Nueva Delhi/Islamabad 23 jun (EFE).- La India y Pakistán han librado tres guerras y multitud de conflictos menores, pero la última de sus batallas se libra en los despachos de la Unión Europea (UE) por la indicación geográfica del arroz basmati, una pugna que puede tener consecuencias millonarias.

Todo empezó cuando la India solicitó la etiqueta de Indicación Geográfica Protegida (IGP) para el arroz basmati de forma exclusiva en la UE en 2018, algo que se hizo público el año pasado, a lo que Pakistán se opuso y a su vez reclamó la designación.

“El basmati pertenece a Pakistán”, dijo a Efe la secretaria parlamentaria del Ministerio de Comercio, Aliya Hamza.

La parlamentaria afirmó que el origen del basmati se sitúa en suelo paquistaní y sostuvo que la India comenzó a plantarlo en 1965 tras llevarse semillas de Pakistán.

La India y Pakistán se independizaron del Impero Británico en 1947 y desde entonces han librado tres guerras, numerosos conflictos menores y sus relaciones son generalmente tensas.

El basmati se produce sobretodo en el norte indio y en el sur paquistaní principalmente, cerca de sus respectivas fronteras.

ÚNICOS EXPORTADORES

Los dos países son los dos únicos exportadores de basmati. India es responsable del 65 % y Pakistán del 35 % de las ventas internacionales de este arroz de forma alargada y clásico de platos del subcontinente indio como el biriyani o el pulao.

La IGP “protege un producto contra toda usurpación o imitación y garantiza el verdadero origen del producto para sus consumidores”, según la UE.

Así, si la India se impone en la disputa, Pakistán no podrá comercializar su arroz basmati usando ese nombre en los países de la Unión Europea, lo que dañaría sus exportaciones.

El arroz es el segundo producto más exportado en Pakistán, tras el textil, con 4,1 millones de toneladas vendidas al exterior por valor de 2.175 millones de dólares el pasado año, dijo a Efe el presidente de la Asociación de Exportadores de Arroz de Pakistán (REAP, en inglés), Abdul Qayum Paracha.

Del total, 890.000 toneladas por valor de casi mil millones de dólares fueron de la variedad basmati. La UE importó basmati paquistaní por valor de 225 millones de dólares.

Esas cifras palidecen al lado de la India, que exportó el año pasado 17,5 millones de toneladas de arroz por valor de 8.800 millones de dólares el año pasado, 4,5 millones de ellas de basmati por valor de 4.000 millones de dólares, dijo a Efe el director ejecutivo de la asociación de exportadores de arroz india (AIREA, en inglés), Vinod Kumar Kaul.

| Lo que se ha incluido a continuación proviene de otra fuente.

// In crates/database/src/error.rs

use thiserror::Error;

#[derive(Error, Debug)]
pub enum Error {
    #[error("Failed to connect to the database")]
    ConnectionError(#[from] sqlx::Error),
    #[error("Database migration failed: {0}")]
    MigrateError(#[from] sqlx::migrate::MigrateError),
    #[error("Database operation failed")]
    OperationFailed(sqlx::Error),
}

pub type Result<T> = std::result::Result<T, Error>;
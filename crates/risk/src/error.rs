// In crates/risk/src/error.rs

use thiserror::Error;

#[derive(Error, Debug)]
pub enum Error {
    #[error("Trade was vetoed by risk manager: {reason}")]
    Vetoed { reason: String },
}

pub type Result<T> = std::result::Result<T, Error>;
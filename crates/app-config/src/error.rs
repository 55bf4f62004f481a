// In crates/app-config/src/error.rs

use thiserror::Error;

#[derive(Error, Debug)]
pub enum Error {
    #[error("Configuration loading failed: {0}")]
    ConfigError(#[from] config::ConfigError),
}

pub type Result<T> = std::result::Result<T, Error>;
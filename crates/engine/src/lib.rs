// In crates/engine/src/lib.rs

use app_config::types::{EngineSettings, Settings};
use broker_client::BrokerClient;
use chrono::{NaiveTime, Utc};
use core_types::{AlertStatus, AlertType, OrderSide, OrderTicket, OrderType, Symbol, TradeStatus};
use database::{Alert, Db, NewTrade, Strategy, SubmissionUpdate, User};
use execution::{Executor, LiveExecutor, PaperExecutor, PaperSettings, Submission};
use risk::{AccountSnapshot, PositionExposure, RiskManager, TradeCandidate};
use rust_decimal::Decimal;
use std::sync::Arc;
use uuid::Uuid;

pub mod clients;
pub mod consumer;
pub mod error;
pub mod sizing;
pub mod status;

pub use clients::ClientCache;
pub use consumer::QueueConsumer;
pub use error::{Error, Result};

/// Turns incoming alerts into risk-checked, sized, executed trades and keeps
/// trade records reconciled with the broker.
pub struct TradeEngine {
    db: Db,
    risk: RiskManager,
    clients: ClientCache,
    settings: EngineSettings,
}

impl TradeEngine {
    pub fn new(db: Db, settings: &Settings) -> Self {
        TradeEngine {
            db,
            risk: RiskManager::new(settings.risk.clone()),
            clients: ClientCache::new(settings.broker.clone()),
            settings: settings.engine.clone(),
        }
    }

    /// Processes one alert end to end. Returns whether the alert reached a
    /// successful terminal state.
    ///
    /// Never propagates an error: any failure is recorded on the alert (best
    /// effort) so a poisoned alert cannot wedge the consumer loop.
    pub async fn process_alert(&self, alert_id: Uuid) -> bool {
        match self.process_alert_inner(alert_id).await {
            Ok(processed) => processed,
            Err(e) => {
                tracing::error!(%alert_id, error = %e, "Alert processing failed");
                if let Err(mark_err) = self.db.mark_alert_failed(alert_id, &e.to_string()).await {
                    tracing::error!(%alert_id, error = %mark_err, "Could not record alert failure");
                }
                false
            }
        }
    }

    async fn process_alert_inner(&self, alert_id: Uuid) -> Result<bool> {
        let Some(alert) = self.db.get_alert(alert_id).await? else {
            tracing::warn!(%alert_id, "Alert not found");
            return Ok(false);
        };

        // The conditional claim is the concurrency gate: redelivered or
        // concurrently-consumed alerts lose the claim and are dropped here.
        if !self.db.claim_alert_for_processing(alert_id).await? {
            tracing::info!(%alert_id, status = ?alert.status, "Alert already claimed, skipping");
            return Ok(lost_claim_is_success(alert.status));
        }

        if !alert.alert_type.is_actionable() {
            let reason = format!("Alert type {:?} is not actionable", alert.alert_type);
            self.db.mark_alert_ignored(alert_id, &reason).await?;
            tracing::info!(%alert_id, %reason, "Alert ignored");
            return Ok(true);
        }

        if alert.is_scan_alert() {
            self.db
                .mark_alert_ignored(alert_id, "Scan alerts are informational only")
                .await?;
            tracing::info!(%alert_id, "Scan alert ignored");
            return Ok(true);
        }

        let Some(user) = self.db.get_user(alert.user_id).await? else {
            self.db
                .mark_alert_failed(alert_id, "Alert owner not found")
                .await?;
            return Ok(false);
        };
        if !user.is_active {
            self.db
                .mark_alert_ignored(alert_id, "User account is inactive")
                .await?;
            return Ok(true);
        }
        if !user.has_broker_credentials() {
            self.db
                .mark_alert_failed(alert_id, "User has no valid broker credentials")
                .await?;
            return Ok(false);
        }

        let strategies = self.db.get_active_strategies(user.id).await?;
        if strategies.is_empty() {
            self.db
                .mark_alert_ignored(alert_id, "No active strategies for user")
                .await?;
            return Ok(true);
        }

        // One strategy's failure must not starve the others; errors are
        // logged per strategy and the alert still completes.
        let mut executed = 0usize;
        for strategy in &strategies {
            match self.execute_for_strategy(&alert, &user, strategy).await {
                Ok(true) => executed += 1,
                Ok(false) => {}
                Err(e) => {
                    tracing::error!(
                        %alert_id,
                        strategy_id = %strategy.id,
                        error = %e,
                        "Trade execution failed for strategy"
                    );
                }
            }
        }

        match completion_reason(executed) {
            None => {
                self.db.mark_alert_processed(alert_id).await?;
                tracing::info!(%alert_id, executed, strategies = strategies.len(), "Alert processed");
            }
            Some(reason) => {
                self.db.mark_alert_ignored(alert_id, reason).await?;
                tracing::info!(%alert_id, strategies = strategies.len(), %reason, "Alert ignored");
            }
        }
        Ok(true)
    }

    /// Runs the full decision pipeline for one (alert, strategy) pair.
    ///
    /// Returns `Ok(true)` when an order was submitted, `Ok(false)` when the
    /// pair was skipped without error.
    async fn execute_for_strategy(
        &self,
        alert: &Alert,
        user: &User,
        strategy: &Strategy,
    ) -> Result<bool> {
        let client = self.clients.for_user(user).await?;

        if !self.should_execute_trade(strategy, &client).await {
            return Ok(false);
        }

        let symbol = Symbol(alert.symbol.clone());
        // One quote per decision; the alert's own price is the fallback so a
        // quote outage does not silently reprice the trade later.
        let price = match client.get_current_price(&symbol).await.or(alert.price) {
            Some(price) => price,
            None => {
                return Err(Error::NoPrice {
                    symbol: alert.symbol.clone(),
                });
            }
        };

        let side = match alert.alert_type {
            AlertType::Buy => OrderSide::Buy,
            AlertType::Sell => OrderSide::Sell,
            // Non-actionable types were filtered before this point.
            _ => return Ok(false),
        };

        let quantity = self.calculate_position_size(strategy, price, &client).await?;
        if quantity == 0 {
            tracing::warn!(
                strategy_id = %strategy.id,
                symbol = %symbol,
                "Sized to zero shares, skipping"
            );
            return Ok(false);
        }

        // Fail closed: if the snapshot cannot be assembled, the `?` aborts
        // before any trade row exists.
        let snapshot = self.account_snapshot(user.id, &alert.symbol).await?;
        let candidate = TradeCandidate {
            side,
            quantity,
            price,
        };
        if let Err(risk::Error::Vetoed { reason }) =
            self.risk.check_risk_limits(&candidate, &snapshot)
        {
            tracing::warn!(
                strategy_id = %strategy.id,
                symbol = %symbol,
                %reason,
                "Trade vetoed by risk limits"
            );
            // Persist the veto for the audit trail.
            self.db
                .insert_trade(&NewTrade {
                    user_id: user.id,
                    strategy_id: strategy.id,
                    alert_id: Some(alert.id),
                    symbol: alert.symbol.clone(),
                    exchange: alert.exchange.clone(),
                    side,
                    order_type: OrderType::Market,
                    quantity,
                    price: Some(price),
                    status: TradeStatus::RiskRejected,
                    notes: Some(reason),
                })
                .await?;
            return Ok(false);
        }

        let trade = self
            .db
            .insert_trade(&NewTrade {
                user_id: user.id,
                strategy_id: strategy.id,
                alert_id: Some(alert.id),
                symbol: alert.symbol.clone(),
                exchange: alert.exchange.clone(),
                side,
                order_type: OrderType::Market,
                quantity,
                price: Some(price),
                status: TradeStatus::Pending,
                notes: None,
            })
            .await?;

        let executor: Box<dyn Executor> = if strategy.is_paper_trading {
            Box::new(PaperExecutor::new(PaperSettings {
                fill_delay_ms: self.settings.paper_fill_delay_ms,
            }))
        } else {
            Box::new(LiveExecutor::new(client.clone()))
        };

        match executor.submit(&order_ticket(&symbol, alert, side, quantity, price)).await {
            Ok(submission) => {
                let update = match submission {
                    Submission::Filled {
                        filled_quantity,
                        average_price,
                    } => SubmissionUpdate::Filled {
                        filled_quantity,
                        average_price,
                    },
                    Submission::Accepted {
                        order_id,
                        status,
                        message,
                    } => SubmissionUpdate::Accepted {
                        order_id,
                        status,
                        message,
                    },
                };
                self.db
                    .record_trade_submitted(trade.id, strategy.id, &update)
                    .await?;
                tracing::info!(
                    trade_id = %trade.id,
                    executor = executor.name(),
                    symbol = %symbol,
                    quantity,
                    "Trade submitted"
                );
                Ok(true)
            }
            Err(e) => {
                tracing::error!(trade_id = %trade.id, error = %e, "Executor failed to submit order");
                self.db.record_trade_failed(trade.id).await?;
                Err(e.into())
            }
        }
    }

    /// Market-hours gate. Paper strategies trade any time; live strategies
    /// skip when the market is known to be closed, but a failed status check
    /// does not block (the broker rejects off-hours orders itself).
    async fn should_execute_trade(&self, strategy: &Strategy, client: &BrokerClient) -> bool {
        if strategy.is_paper_trading {
            return true;
        }
        match client.is_market_open().await {
            Ok(true) => true,
            Ok(false) => {
                tracing::info!(strategy_id = %strategy.id, "Market is closed, skipping live trade");
                false
            }
            Err(e) => {
                tracing::warn!(error = %e, "Market status check failed, proceeding");
                true
            }
        }
    }

    /// Resolves the strategy's sizing rule into a share count, fetching
    /// available funds only when the rule needs them.
    async fn calculate_position_size(
        &self,
        strategy: &Strategy,
        price: Decimal,
        client: &BrokerClient,
    ) -> Result<i64> {
        let rule = strategy.position_sizing.0.resolve();
        let available_funds = if sizing::needs_funds(rule) {
            client.get_funds().await?.fund_limit
        } else {
            Decimal::ZERO
        };
        Ok(sizing::resolve_quantity(
            rule,
            price,
            available_funds,
            strategy.max_position_size,
        ))
    }

    /// Assembles today's account activity for the risk check.
    async fn account_snapshot(&self, user_id: Uuid, symbol: &str) -> Result<AccountSnapshot> {
        let day_start = Utc::now().date_naive().and_time(NaiveTime::MIN).and_utc();
        let stats = self.db.daily_trade_stats(user_id, day_start).await?;
        let position = self
            .db
            .get_position(user_id, symbol)
            .await?
            .map(|position| PositionExposure {
                quantity: position.quantity,
            });
        Ok(AccountSnapshot {
            daily_filled_trades: stats.filled_count,
            daily_realized_loss: stats.realized_loss,
            position,
        })
    }

    /// Reconciles one trade with the broker's authoritative order state.
    ///
    /// Idempotent: re-running against an unchanged broker state rewrites the
    /// same values. Returns whether a reconciliation was performed.
    pub async fn update_trade_status(&self, trade_id: Uuid) -> Result<bool> {
        let Some(mut trade) = self.db.get_trade(trade_id).await? else {
            tracing::warn!(%trade_id, "Trade not found");
            return Ok(false);
        };
        let Some(order_id) = trade.broker_order_id.clone() else {
            tracing::debug!(%trade_id, "Trade has no broker order id, nothing to reconcile");
            return Ok(false);
        };
        let Some(user) = self.db.get_user(trade.user_id).await? else {
            tracing::warn!(%trade_id, "Trade owner not found");
            return Ok(false);
        };

        let client = self.clients.for_user(&user).await?;
        let order_status = client.get_order_status(&order_id).await?;
        status::apply_broker_status(&mut trade, &order_status, Utc::now());
        self.db.save_trade_reconciliation(&trade).await?;

        tracing::info!(%trade_id, status = ?trade.status, "Trade reconciled with broker");
        Ok(true)
    }
}

/// Outcome of losing the processing claim under at-least-once delivery.
///
/// A redelivery of an alert that already reached a terminal state is finished
/// work and counts as success; losing a live race (another consumer holds the
/// claim) does not.
fn lost_claim_is_success(status: AlertStatus) -> bool {
    status.is_terminal()
}

/// Terminal transition for an alert whose strategies have all been tried:
/// at least one submitted trade makes it processed, none makes it ignored
/// with the reason recorded.
fn completion_reason(executed: usize) -> Option<&'static str> {
    if executed == 0 {
        Some("No trades executed")
    } else {
        None
    }
}

fn order_ticket(
    symbol: &Symbol,
    alert: &Alert,
    side: OrderSide,
    quantity: i64,
    price: Decimal,
) -> OrderTicket {
    OrderTicket {
        symbol: symbol.clone(),
        exchange: alert.exchange.clone(),
        side,
        order_type: OrderType::Market,
        quantity,
        price: Some(price),
    }
}

/// Shared handle used by the consumer and the web server.
pub type SharedEngine = Arc<TradeEngine>;

#[cfg(test)]
mod tests {
    use super::*;

    #[test]
    fn redelivered_terminal_alerts_count_as_success() {
        assert!(lost_claim_is_success(AlertStatus::Processed));
        assert!(lost_claim_is_success(AlertStatus::Failed));
        assert!(lost_claim_is_success(AlertStatus::Ignored));
    }

    #[test]
    fn losing_a_live_claim_race_is_not_success() {
        assert!(!lost_claim_is_success(AlertStatus::Received));
        assert!(!lost_claim_is_success(AlertStatus::Processing));
    }

    #[test]
    fn alerts_without_a_single_trade_end_ignored() {
        assert_eq!(completion_reason(0), Some("No trades executed"));
        assert_eq!(completion_reason(1), None);
        assert_eq!(completion_reason(3), None);
    }
}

Pero dada la maltrecha economía paquistaní, su balanza comercial negativa y sus escasas exportaciones -18.000 millones de dólares entre julio de 2020 y abril de 2021-, el basmati supone un producto fundamental para su venta al exterior y a la UE.

Además, la exportación de basmati paquistaní casi se ha duplicado desde 2016, al tiempo que ha ido decayendo las de la India por la imposición en 2018 de unas normas de control de pesticidas más estrictas en la Unión Europea, especialmente el plaguicida prohibido Triciclazol.

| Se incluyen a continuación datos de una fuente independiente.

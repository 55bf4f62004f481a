// In crates/engine/src/sizing.rs

use core_types::SizingRule;
use rust_decimal::Decimal;
use rust_decimal::prelude::ToPrimitive;

/// Whether resolving this rule needs the account's available funds.
///
/// Lets the caller skip the broker funds call for rules that size without it.
pub fn needs_funds(rule: SizingRule) -> bool {
    matches!(
        rule,
        SizingRule::PercentageOfCapital(_) | SizingRule::DefaultPercent
    )
}

/// Turns a sizing rule into a whole share count at the given price.
///
/// Fractional shares round down. The optional notional cap is applied after
/// the rule, and any positive result is floored at one share so a configured
/// strategy always trades. A non-positive price yields zero: no price, no
/// trade.
pub fn resolve_quantity(
    rule: SizingRule,
    price: Decimal,
    available_funds: Decimal,
    max_position_size: Option<Decimal>,
) -> i64 {
    if price <= Decimal::ZERO {
        return 0;
    }

    let raw = match rule {
        SizingRule::FixedAmount(amount) => whole_shares(amount, price),
        SizingRule::PercentageOfCapital(pct) => {
            whole_shares(available_funds * pct / Decimal::ONE_HUNDRED, price)
        }
        SizingRule::FixedQuantity(quantity) => quantity,
        SizingRule::DefaultPercent => {
            whole_shares(available_funds / Decimal::ONE_HUNDRED, price)
        }
    };

    let capped = match max_position_size {
        Some(cap) => raw.min(whole_shares(cap, price)),
        None => raw,
    };

    capped.max(1)
}

fn whole_shares(notional: Decimal, price: Decimal) -> i64 {
    (notional / price).floor().to_i64().unwrap_or(0)
}

#[cfg(test)]
mod tests {
    use super::*;
    use rust_decimal_macros::dec;

    #[test]
    fn fixed_amount_rounds_down() {
        let qty = resolve_quantity(
            SizingRule::FixedAmount(dec!(10000)),
            dec!(2500),
            Decimal::ZERO,
            None,
        );
        assert_eq!(qty, 4);

        let qty = resolve_quantity(
            SizingRule::FixedAmount(dec!(9999)),
            dec!(2500),
            Decimal::ZERO,
            None,
        );
        assert_eq!(qty, 3);
    }

    #[test]
    fn percentage_uses_available_funds() {
        // 5% of 100_000 = 5_000 at 250 = 20 shares.
        let qty = resolve_quantity(
            SizingRule::PercentageOfCapital(dec!(5)),
            dec!(250),
            dec!(100000),
            None,
        );
        assert_eq!(qty, 20);
    }

    #[test]
    fn default_rule_is_one_percent_of_funds() {
        // 1% of 100_000 = 1_000 at 250 = 4 shares.
        let qty = resolve_quantity(SizingRule::DefaultPercent, dec!(250), dec!(100000), None);
        assert_eq!(qty, 4);
    }

    #[test]
    fn fixed_quantity_ignores_funds() {
        let qty = resolve_quantity(SizingRule::FixedQuantity(7), dec!(2500), Decimal::ZERO, None);
        assert_eq!(qty, 7);
    }

    #[test]
    fn tiny_allocations_floor_at_one_share() {
        // 100 / 2500 rounds down to zero shares, floored to one.
        let qty = resolve_quantity(
            SizingRule::FixedAmount(dec!(100)),
            dec!(2500),
            Decimal::ZERO,
            None,
        );
        assert_eq!(qty, 1);
    }

    #[test]
    fn cap_limits_the_share_count() {
        // 50_000 at 100 = 500 shares, capped to 10_000 notional = 100 shares.
        let qty = resolve_quantity(
            SizingRule::FixedAmount(dec!(50000)),
            dec!(100),
            Decimal::ZERO,
            Some(dec!(10000)),
        );
        assert_eq!(qty, 100);
    }

    #[test]
    fn non_positive_price_yields_zero() {
        let qty = resolve_quantity(SizingRule::FixedQuantity(7), Decimal::ZERO, dec!(100000), None);
        assert_eq!(qty, 0);
        let qty = resolve_quantity(SizingRule::FixedQuantity(7), dec!(-1), dec!(100000), None);
        assert_eq!(qty, 0);
    }

    #[test]
    fn funds_requirement_tracks_the_rule() {
        assert!(needs_funds(SizingRule::DefaultPercent));
        assert!(needs_funds(SizingRule::PercentageOfCapital(dec!(5))));
        assert!(!needs_funds(SizingRule::FixedAmount(dec!(10000))));
        assert!(!needs_funds(SizingRule::FixedQuantity(3)));
    }
}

"Los exportadores decidieron actuar con cautela y exportar solo lo que se ajustaba por completo a las normas", dijo Kaul.

DECISIÓN DE LA UE

Las autoridades y empresarios del sector paquistaníes tratan la cuestión del basmati como si de un secreto de Estado se tratase y apenas quieren comentar la disputa con India.

En India, sin embargo, dejan clara su postura y esperan que la obtención de la indicación geográfica protegida impulse las exportaciones del basmati.

“El proceso sigue en marcha en la Unión Europea, pero obtener una denominación de origen siempre es beneficioso porque el producto se convierte en único y es mejor aceptado, lo que se puede traducir en mejores exportaciones", afirmó Kaul.

"Nuestro arroz es preferido al paquistaní a causa de su calidad", dijo.

Hamza, por su parte, defendió que el paquistaní es mejor

“Nuestro basmati es mejor que el indio”, sostuvo.

Los dos países no lograron llegar a un acuerdo en mayo y ahora la decisión final la tomará la Unión Europea, que podría fallar en favor de Islamabad o Nueva Delhi o establecer que el basmati pertenece a ambos.